## Exercise directions
Exactly the lines from the start of the data below through the line containing "through one actor" must be returned, and no others.

********

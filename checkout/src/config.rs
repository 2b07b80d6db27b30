//! Configuration for checkout settlement

use rust_decimal::Decimal;
use serde::{Deserialize, Serialize};

/// Checkout configuration
#[derive(Debug, Clone, Serialize, Deserialize)]
pub struct CheckoutConfig {
    /// Flat surcharge added once per item flagged for express delivery
    pub speed_post_surcharge: Decimal,

    /// Reject carts whose submitted total disagrees with the
    /// server-side computation. Off restores the legacy
    /// trust-the-client behavior for internal cart deployments.
    pub enforce_cart_total: bool,

    /// How many times the order/transaction writes are retried after a
    /// committed debit before giving up with a partial-commit error
    pub settlement_write_retries: u32,
}

impl Default for CheckoutConfig {
    fn default() -> Self {
        Self {
            speed_post_surcharge: Decimal::new(10, 0),
            enforce_cart_total: true,
            settlement_write_retries: 2,
        }
    }
}
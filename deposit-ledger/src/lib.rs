//! StampPay Deposit Ledger
//!
//! Per-user prepaid deposit accounts with an append-only transaction
//! log and immutable order snapshots.
//!
//! # Architecture
//!
//! - **Single Writer**: every balance mutation flows through one actor
//!   task, so the debit check-then-mutate is serialized
//! - **Atomic Commits**: account row and ledger row land in one
//!   RocksDB WriteBatch
//! - **Append-only**: transactions and orders are never modified or
//!   deleted; corrections are new transactions
//!
//! # Invariants
//!
//! - `balance == total_deposits - total_spent` in every committed state
//! - Balance never goes negative: an over-debit mutates nothing
//! - Exactly one transaction row per successful credit or settled
//!   checkout

#![forbid(unsafe_code)]
#![warn(
    missing_docs,
    rust_2018_idioms,
    missing_debug_implementations,
    clippy::all
)]

pub mod actor;
pub mod config;
pub mod error;
pub mod ledger;
pub mod metrics;
pub mod storage;
pub mod types;

// Re-exports
pub use config::Config;
pub use error::{Error, Result};
pub use ledger::Ledger;
pub use storage::Storage;
pub use types::{
    AccountSnapshot, AccountSummary, DepositAccount, LedgerTransaction, LineItem, Order,
    OrderStatus, TransactionKind, TransactionStatus, TransactionView, UserId,
};
//! Checkout settlement engine
//!
//! Converts a cart plus an order reference into one committed
//! (Order, Transaction, updated DepositAccount) triple, or none of them.
//!
//! Step order matters: the atomic debit goes first, and only a
//! successful debit is followed by the order and transaction writes.
//! A failure after the debit is a partial commit, surfaced loudly
//! with full reconciliation context, never swallowed.

use crate::{
    config::CheckoutConfig,
    error::{Error, Result},
    pricing::PricingPolicy,
    types::{CheckoutReceipt, CheckoutRequest, LineItem},
};
use deposit_ledger::{Ledger, LedgerTransaction, Order, UserId};
use rand::Rng;
use rust_decimal::Decimal;
use std::sync::Arc;

/// Checkout settlement engine
pub struct CheckoutEngine {
    /// Deposit ledger
    ledger: Arc<Ledger>,

    /// Pricing policy
    pricing: PricingPolicy,

    /// Configuration
    config: CheckoutConfig,
}

impl CheckoutEngine {
    /// Create new checkout engine
    pub fn new(ledger: Arc<Ledger>, config: CheckoutConfig) -> Self {
        let pricing = PricingPolicy::new(config.speed_post_surcharge);

        Self {
            ledger,
            pricing,
            config,
        }
    }

    /// Settle a cart against the user's deposit account
    ///
    /// On `InsufficientFunds` nothing is written and the caller gets
    /// the current balance and required amount for the top-up flow.
    /// A repeated order number short-circuits without a second debit.
    pub async fn checkout(
        &self,
        user_id: &UserId,
        request: CheckoutRequest,
    ) -> Result<CheckoutReceipt> {
        // Upfront validation, before any store access
        if request.items.is_empty() {
            return Err(Error::Validation("Cart must not be empty".to_string()));
        }
        if request.amount <= Decimal::ZERO {
            return Err(Error::Validation("Amount must be positive".to_string()));
        }
        self.pricing.validate_items(&request.items)?;

        // Server-side price verification
        let computed = self.pricing.cart_total(&request.items);
        if self.config.enforce_cart_total && computed != request.amount {
            return Err(Error::AmountMismatch {
                submitted: request.amount,
                computed,
            });
        }

        let order_number = match request.order_number.as_deref() {
            Some(number) if !number.is_empty() => number.to_string(),
            _ => Self::generate_order_number(),
        };

        // Idempotency: a retried checkout with the same order number
        // must not debit twice
        if let Some(existing) = self.ledger.find_order_by_number(user_id, &order_number)? {
            tracing::info!(
                user_id = %user_id,
                order_number = %order_number,
                "Duplicate order number, returning existing order"
            );

            let account = self.ledger.account(user_id).await?;
            return Ok(CheckoutReceipt {
                order: existing,
                account: account.snapshot(),
                duplicate: true,
            });
        }

        tracing::info!(
            user_id = %user_id,
            order_number = %order_number,
            amount = %request.amount,
            items = request.items.len(),
            "Starting checkout settlement"
        );

        // Step 1: atomic debit; InsufficientFunds aborts the whole
        // operation with nothing written
        let account = self.ledger.debit(user_id, request.amount).await?;

        // Step 2: record the order snapshot
        let order = Order::settled(
            user_id.clone(),
            order_number.clone(),
            request.amount,
            request.items.clone(),
        );

        if let Err(e) = self.record_order_with_retry(&order).await {
            tracing::error!(
                user_id = %user_id,
                amount = %request.amount,
                order_number = %order_number,
                error = %e,
                "Partial commit: debit committed but order write failed"
            );
            return Err(Error::PartialCommit {
                user_id: user_id.to_string(),
                amount: request.amount,
                order_number,
                reason: format!("order write failed: {}", e),
            });
        }

        // Step 3: append the purchase transaction referencing the order
        let transaction = LedgerTransaction::purchase(
            user_id.clone(),
            request.amount,
            Self::purchase_description(&order_number, &request.items),
            order.order_id,
            request.items.clone(),
        );

        if let Err(e) = self.record_transaction_with_retry(&transaction).await {
            tracing::error!(
                user_id = %user_id,
                amount = %request.amount,
                order_number = %order_number,
                order_id = %order.order_id,
                error = %e,
                "Partial commit: debit and order committed but transaction write failed"
            );
            return Err(Error::PartialCommit {
                user_id: user_id.to_string(),
                amount: request.amount,
                order_number,
                reason: format!("transaction write failed: {}", e),
            });
        }

        tracing::info!(
            user_id = %user_id,
            order_number = %order.order_number,
            order_id = %order.order_id,
            balance = %account.balance,
            "Checkout settled"
        );

        Ok(CheckoutReceipt {
            order,
            account: account.snapshot(),
            duplicate: false,
        })
    }

    async fn record_order_with_retry(&self, order: &Order) -> deposit_ledger::Result<()> {
        let mut attempt = 0;
        loop {
            match self.ledger.record_order(order.clone()).await {
                Ok(()) => return Ok(()),
                Err(e) if attempt < self.config.settlement_write_retries => {
                    attempt += 1;
                    tracing::warn!(
                        order_number = %order.order_number,
                        attempt,
                        error = %e,
                        "Retrying order write after committed debit"
                    );
                }
                Err(e) => return Err(e),
            }
        }
    }

    async fn record_transaction_with_retry(
        &self,
        transaction: &LedgerTransaction,
    ) -> deposit_ledger::Result<()> {
        let mut attempt = 0;
        loop {
            match self.ledger.record_transaction(transaction.clone()).await {
                Ok(()) => return Ok(()),
                Err(e) if attempt < self.config.settlement_write_retries => {
                    attempt += 1;
                    tracing::warn!(
                        transaction_id = %transaction.transaction_id,
                        attempt,
                        error = %e,
                        "Retrying transaction write after committed debit"
                    );
                }
                Err(e) => return Err(e),
            }
        }
    }

    /// Externally visible order reference for carts that did not bring
    /// their own idempotency key
    fn generate_order_number() -> String {
        let millis = chrono::Utc::now().timestamp_millis();
        let suffix = rand::thread_rng().gen_range(0..1000);
        format!("ORD-{}-{}", millis, suffix)
    }

    /// Transaction description summarizing the purchased item names
    fn purchase_description(order_number: &str, items: &[LineItem]) -> String {
        let names: Vec<&str> = items.iter().map(|item| item.name.as_str()).collect();
        if names.is_empty() {
            format!("Purchase - Order #{}", order_number)
        } else {
            format!("Purchase - Order #{} ({})", order_number, names.join(", "))
        }
    }
}
//! Error types for the deposit ledger

use rust_decimal::Decimal;
use thiserror::Error;

/// Result type for ledger operations
pub type Result<T> = std::result::Result<T, Error>;

/// Ledger errors
#[derive(Error, Debug)]
pub enum Error {
    /// Storage error (RocksDB)
    #[error("Storage error: {0}")]
    Storage(String),

    /// Serialization error
    #[error("Serialization error: {0}")]
    Serialization(#[from] bincode::Error),

    /// Rejected before any store access
    #[error("Validation error: {0}")]
    Validation(String),

    /// Debit rejected by the atomic balance check; no mutation occurred
    #[error("Insufficient funds: balance {current_balance}, required {required_amount}")]
    InsufficientFunds {
        /// Balance observed by the atomic check
        current_balance: Decimal,
        /// Amount the debit asked for
        required_amount: Decimal,
    },

    /// Order not found
    #[error("Order not found: {0}")]
    OrderNotFound(String),

    /// Transaction not found
    #[error("Transaction not found: {0}")]
    TransactionNotFound(String),

    /// Concurrency error (actor mailbox closed, etc.)
    #[error("Concurrency error: {0}")]
    Concurrency(String),

    /// Configuration error
    #[error("Configuration error: {0}")]
    Config(String),

    /// IO error
    #[error("IO error: {0}")]
    Io(#[from] std::io::Error),

    /// Generic error
    #[error("{0}")]
    Other(String),
}

impl Error {
    /// Expected, user-facing rejections that require no operator action
    pub fn is_user_error(&self) -> bool {
        matches!(
            self,
            Error::Validation(_) | Error::InsufficientFunds { .. }
        )
    }
}

impl From<rocksdb::Error> for Error {
    fn from(err: rocksdb::Error) -> Self {
        Error::Storage(err.to_string())
    }
}

impl From<String> for Error {
    fn from(msg: String) -> Self {
        Error::Other(msg)
    }
}

impl From<&str> for Error {
    fn from(msg: &str) -> Self {
        Error::Other(msg.to_string())
    }
}
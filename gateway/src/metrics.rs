// Prometheus metrics for the StampPay gateway
// Tracks: request throughput, deposits, checkout outcomes

use once_cell::sync::Lazy;
use prometheus::{
    register_counter_with_registry, register_histogram_with_registry, Counter, Encoder, Histogram,
    HistogramOpts, Opts, Registry, TextEncoder,
};

pub static METRICS: Lazy<Metrics> = Lazy::new(|| {
    Metrics::new().expect("Failed to initialize gateway metrics")
});

pub struct Metrics {
    pub registry: Registry,

    // Request metrics
    pub http_requests_total: Counter,
    pub request_duration_seconds: Histogram,

    // Business metrics
    pub deposits_total: Counter,
    pub checkouts_total: Counter,
    pub checkouts_rejected_total: Counter,
    pub insufficient_funds_total: Counter,
    pub partial_commits_total: Counter,
}

impl Metrics {
    pub fn new() -> anyhow::Result<Self> {
        let registry = Registry::new();

        let http_requests_total = register_counter_with_registry!(
            Opts::new("gateway_http_requests_total", "Total HTTP requests processed"),
            registry
        )?;

        let request_duration_seconds = register_histogram_with_registry!(
            HistogramOpts::new(
                "gateway_request_duration_seconds",
                "HTTP request duration in seconds"
            )
            .buckets(vec![0.005, 0.01, 0.025, 0.05, 0.1, 0.25, 0.5, 1.0, 2.5]),
            registry
        )?;

        let deposits_total = register_counter_with_registry!(
            Opts::new("gateway_deposits_total", "Successful account credits"),
            registry
        )?;

        let checkouts_total = register_counter_with_registry!(
            Opts::new("gateway_checkouts_total", "Successfully settled checkouts"),
            registry
        )?;

        let checkouts_rejected_total = register_counter_with_registry!(
            Opts::new(
                "gateway_checkouts_rejected_total",
                "Checkouts rejected before settlement"
            ),
            registry
        )?;

        let insufficient_funds_total = register_counter_with_registry!(
            Opts::new(
                "gateway_insufficient_funds_total",
                "Checkouts rejected by the balance check"
            ),
            registry
        )?;

        let partial_commits_total = register_counter_with_registry!(
            Opts::new(
                "gateway_partial_commits_total",
                "Settlements that debited but failed a later write"
            ),
            registry
        )?;

        Ok(Self {
            registry,
            http_requests_total,
            request_duration_seconds,
            deposits_total,
            checkouts_total,
            checkouts_rejected_total,
            insufficient_funds_total,
            partial_commits_total,
        })
    }

    /// Export metrics in the Prometheus text format
    pub fn export(&self) -> anyhow::Result<String> {
        let encoder = TextEncoder::new();
        let mut buffer = Vec::new();
        encoder.encode(&self.registry.gather(), &mut buffer)?;
        Ok(String::from_utf8(buffer)?)
    }
}

#[cfg(test)]
mod tests {
    use super::*;

    #[test]
    fn test_metrics_export() {
        METRICS.http_requests_total.inc();
        let text = METRICS.export().unwrap();
        assert!(text.contains("gateway_http_requests_total"));
    }
}
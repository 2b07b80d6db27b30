//! Configuration for the deposit ledger

use serde::{Deserialize, Serialize};
use std::path::PathBuf;

/// Ledger configuration
#[derive(Debug, Clone, Serialize, Deserialize)]
pub struct Config {
    /// Data directory for RocksDB
    pub data_dir: PathBuf,

    /// Service name
    pub service_name: String,

    /// Service version
    pub service_version: String,

    /// RocksDB configuration
    pub rocksdb: RocksDbConfig,

    /// Query/read-path configuration
    pub query: QueryConfig,
}

impl Default for Config {
    fn default() -> Self {
        Self {
            data_dir: PathBuf::from("./data/deposit-ledger"),
            service_name: "deposit-ledger".to_string(),
            service_version: env!("CARGO_PKG_VERSION").to_string(),
            rocksdb: RocksDbConfig::default(),
            query: QueryConfig::default(),
        }
    }
}

/// RocksDB configuration
#[derive(Debug, Clone, Serialize, Deserialize)]
pub struct RocksDbConfig {
    /// Write buffer size (MB)
    pub write_buffer_size_mb: usize,

    /// Max write buffers
    pub max_write_buffer_number: i32,

    /// Target file size (MB)
    pub target_file_size_mb: u64,

    /// Max background jobs (compaction + flush)
    pub max_background_jobs: i32,

    /// Enable statistics
    pub enable_statistics: bool,
}

impl Default for RocksDbConfig {
    fn default() -> Self {
        Self {
            write_buffer_size_mb: 64,
            max_write_buffer_number: 4,
            target_file_size_mb: 64,
            max_background_jobs: 4,
            enable_statistics: false,
        }
    }
}

/// Read-path configuration
#[derive(Debug, Clone, Serialize, Deserialize)]
pub struct QueryConfig {
    /// How many recent transactions the account summary returns
    pub recent_transactions: usize,
}

impl Default for QueryConfig {
    fn default() -> Self {
        Self {
            recent_transactions: 10,
        }
    }
}

impl Config {
    /// Load from file
    pub fn from_file(path: impl AsRef<std::path::Path>) -> crate::Result<Self> {
        let content = std::fs::read_to_string(path)?;
        let config: Config = toml::from_str(&content)
            .map_err(|e| crate::Error::Config(format!("Failed to parse config: {}", e)))?;
        Ok(config)
    }

    /// Load from environment variables
    pub fn from_env() -> crate::Result<Self> {
        let mut config = Config::default();

        if let Ok(data_dir) = std::env::var("LEDGER_DATA_DIR") {
            config.data_dir = PathBuf::from(data_dir);
        }

        if let Ok(limit) = std::env::var("LEDGER_RECENT_TRANSACTIONS") {
            config.query.recent_transactions = limit
                .parse()
                .map_err(|e| crate::Error::Config(format!("Invalid LEDGER_RECENT_TRANSACTIONS: {}", e)))?;
        }

        Ok(config)
    }
}
//! Property-based tests for ledger invariants
//!
//! These tests use proptest to verify critical invariants:
//! - Balance identity: balance == total_deposits - total_spent after
//!   every operation
//! - No overdraft: an over-debit changes nothing and writes no rows
//! - Read path: recent transactions are newest first and capped

use deposit_ledger::{Config, Error, Ledger, UserId};
use proptest::prelude::*;
use rust_decimal::Decimal;

/// A single ledger operation for sequence generation
#[derive(Debug, Clone, Copy)]
enum Op {
    Credit(u64),
    Debit(u64),
}

/// Strategy for generating valid amounts (positive cents)
fn amount_strategy() -> impl Strategy<Value = u64> {
    1u64..1_000_000u64
}

/// Strategy for generating credit/debit operations
fn op_strategy() -> impl Strategy<Value = Op> {
    prop_oneof![
        amount_strategy().prop_map(Op::Credit),
        amount_strategy().prop_map(Op::Debit),
    ]
}

/// Create test ledger with temp directory
async fn create_test_ledger() -> (Ledger, tempfile::TempDir) {
    let temp_dir = tempfile::tempdir().unwrap();
    let mut config = Config::default();
    config.data_dir = temp_dir.path().to_path_buf();

    (Ledger::open(config).await.unwrap(), temp_dir)
}

fn test_user() -> UserId {
    UserId::new("collector@example.com")
}

proptest! {
    #![proptest_config(ProptestConfig::with_cases(64))]

    /// Property: balance == total_deposits - total_spent holds after
    /// every operation in any credit/debit sequence
    #[test]
    fn prop_balance_identity(ops in prop::collection::vec(op_strategy(), 1..12)) {
        let rt = tokio::runtime::Runtime::new().unwrap();
        rt.block_on(async {
            let (ledger, _temp) = create_test_ledger().await;
            let user = test_user();

            let mut expected_balance = Decimal::ZERO;

            for op in &ops {
                match op {
                    Op::Credit(cents) => {
                        let amount = Decimal::new(*cents as i64, 2);
                        let account = ledger
                            .credit(&user, amount, "Added funds to account")
                            .await
                            .unwrap();
                        expected_balance += amount;
                        prop_assert!(account.is_consistent());
                        prop_assert_eq!(account.balance, expected_balance);
                    }
                    Op::Debit(cents) => {
                        let amount = Decimal::new(*cents as i64, 2);
                        match ledger.debit(&user, amount).await {
                            Ok(account) => {
                                expected_balance -= amount;
                                prop_assert!(account.is_consistent());
                                prop_assert_eq!(account.balance, expected_balance);
                            }
                            Err(Error::InsufficientFunds {
                                current_balance,
                                required_amount,
                            }) => {
                                prop_assert_eq!(current_balance, expected_balance);
                                prop_assert_eq!(required_amount, amount);
                                prop_assert!(amount > expected_balance);
                            }
                            Err(other) => panic!("unexpected error: {other}"),
                        }
                    }
                }
            }

            // Committed state agrees with the model
            let summary = ledger.account_summary(&user).await.unwrap();
            prop_assert_eq!(summary.balance, expected_balance);
            prop_assert_eq!(summary.balance, summary.total_deposits - summary.total_spent);
            prop_assert!(summary.balance >= Decimal::ZERO);

            ledger.shutdown().await.unwrap();
            Ok(())
        })?;
    }

    /// Property: an over-debit never changes any balance figure and
    /// appends no transaction
    #[test]
    fn prop_over_debit_is_noop(balance_cents in 0u64..100_000u64, excess_cents in 1u64..100_000u64) {
        let rt = tokio::runtime::Runtime::new().unwrap();
        rt.block_on(async {
            let (ledger, _temp) = create_test_ledger().await;
            let user = test_user();

            let mut deposits = 0usize;
            if balance_cents > 0 {
                ledger
                    .credit(&user, Decimal::new(balance_cents as i64, 2), "Added funds to account")
                    .await
                    .unwrap();
                deposits = 1;
            }

            let before = ledger.account_summary(&user).await.unwrap();

            let over = Decimal::new((balance_cents + excess_cents) as i64, 2);
            let result = ledger.debit(&user, over).await;
            let is_insufficient = matches!(result, Err(Error::InsufficientFunds { .. }));
            prop_assert!(is_insufficient);

            let after = ledger.account_summary(&user).await.unwrap();
            prop_assert_eq!(after.balance, before.balance);
            prop_assert_eq!(after.total_deposits, before.total_deposits);
            prop_assert_eq!(after.total_spent, before.total_spent);
            prop_assert_eq!(after.transactions.len(), deposits);

            ledger.shutdown().await.unwrap();
            Ok(())
        })?;
    }

    /// Property: credits with positive amounts are always accepted
    #[test]
    fn prop_positive_credits_accepted(cents in 1u64..100_000_000u64) {
        let rt = tokio::runtime::Runtime::new().unwrap();
        rt.block_on(async {
            let (ledger, _temp) = create_test_ledger().await;

            let amount = Decimal::new(cents as i64, 2);
            let account = ledger
                .credit(&test_user(), amount, "Added funds to account")
                .await
                .unwrap();
            prop_assert_eq!(account.balance, amount);

            ledger.shutdown().await.unwrap();
            Ok(())
        })?;
    }

    /// Property: the summary caps at the configured limit, newest first
    #[test]
    fn prop_summary_capped_and_ordered(count in 1usize..15) {
        let rt = tokio::runtime::Runtime::new().unwrap();
        rt.block_on(async {
            let (ledger, _temp) = create_test_ledger().await;
            let user = test_user();

            for i in 0..count {
                ledger
                    .credit(&user, Decimal::new(100 + i as i64, 0), format!("deposit {}", i))
                    .await
                    .unwrap();
                // UUIDv7 ordering is millisecond-granular
                tokio::time::sleep(std::time::Duration::from_millis(2)).await;
            }

            let summary = ledger.account_summary(&user).await.unwrap();
            prop_assert_eq!(summary.transactions.len(), count.min(10));
            prop_assert_eq!(
                summary.transactions[0].description.clone(),
                format!("deposit {}", count - 1)
            );

            ledger.shutdown().await.unwrap();
            Ok(())
        })?;
    }
}

mod integration_tests {
    use super::*;

    /// Credit 1000 into an empty account, debit 600, then reject a 500 debit
    #[tokio::test]
    async fn test_credit_debit_reject_scenario() {
        let (ledger, _temp) = create_test_ledger().await;
        let user = test_user();

        let account = ledger
            .credit(&user, Decimal::new(100000, 2), "Added funds to account")
            .await
            .unwrap();
        assert_eq!(account.balance, Decimal::new(100000, 2));
        assert_eq!(account.total_deposits, Decimal::new(100000, 2));

        let account = ledger.debit(&user, Decimal::new(60000, 2)).await.unwrap();
        assert_eq!(account.balance, Decimal::new(40000, 2));
        assert_eq!(account.total_spent, Decimal::new(60000, 2));

        let err = ledger.debit(&user, Decimal::new(50000, 2)).await.unwrap_err();
        match err {
            Error::InsufficientFunds {
                current_balance,
                required_amount,
            } => {
                assert_eq!(current_balance, Decimal::new(40000, 2));
                assert_eq!(required_amount, Decimal::new(50000, 2));
            }
            other => panic!("expected InsufficientFunds, got {other}"),
        }

        let summary = ledger.account_summary(&user).await.unwrap();
        assert_eq!(summary.balance, Decimal::new(40000, 2));

        ledger.shutdown().await.unwrap();
    }

    /// Many concurrent debits against one account never overdraw it
    #[tokio::test]
    async fn test_concurrent_debits_never_overdraw() {
        let (ledger, _temp) = create_test_ledger().await;
        let ledger = std::sync::Arc::new(ledger);
        let user = test_user();

        ledger
            .credit(&user, Decimal::new(100000, 2), "Added funds to account")
            .await
            .unwrap();

        // 10 concurrent debits of 300.00 against 1000.00: exactly 3 fit
        let mut handles = Vec::new();
        for _ in 0..10 {
            let ledger = ledger.clone();
            let user = user.clone();
            handles.push(tokio::spawn(async move {
                ledger.debit(&user, Decimal::new(30000, 2)).await
            }));
        }

        let mut successes = 0;
        for handle in handles {
            if handle.await.unwrap().is_ok() {
                successes += 1;
            }
        }
        assert_eq!(successes, 3);

        let summary = ledger.account_summary(&user).await.unwrap();
        assert_eq!(summary.balance, Decimal::new(10000, 2));
        assert_eq!(summary.total_spent, Decimal::new(90000, 2));
    }
}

********

## Exercise solution
filename checkout/src/config.rs
repository 2b07b80d6db27b30
//! Configuration for checkout settlement

use rust_decimal::Decimal;
use serde::{Deserialize, Serialize};

/// Checkout configuration
#[derive(Debug, Clone, Serialize, Deserialize)]
pub struct CheckoutConfig {
    /// Flat surcharge added once per item flagged for express delivery
    pub speed_post_surcharge: Decimal,

    /// Reject carts whose submitted total disagrees with the
    /// server-side computation. Off restores the legacy
    /// trust-the-client behavior for internal cart deployments.
    pub enforce_cart_total: bool,

    /// How many times the order/transaction writes are retried after a
    /// committed debit before giving up with a partial-commit error
    pub settlement_write_retries: u32,
}

impl Default for CheckoutConfig {
    fn default() -> Self {
        Self {
            speed_post_surcharge: Decimal::new(10, 0),
            enforce_cart_total: true,
            settlement_write_retries: 2,
        }
    }
}
filename deposit-ledger/src/lib.rs
//! StampPay Deposit Ledger
//!
//! Per-user prepaid deposit accounts with an append-only transaction
//! log and immutable order snapshots.
//!
//! # Architecture
//!
//! - **Single Writer**: every balance mutation flows through one actor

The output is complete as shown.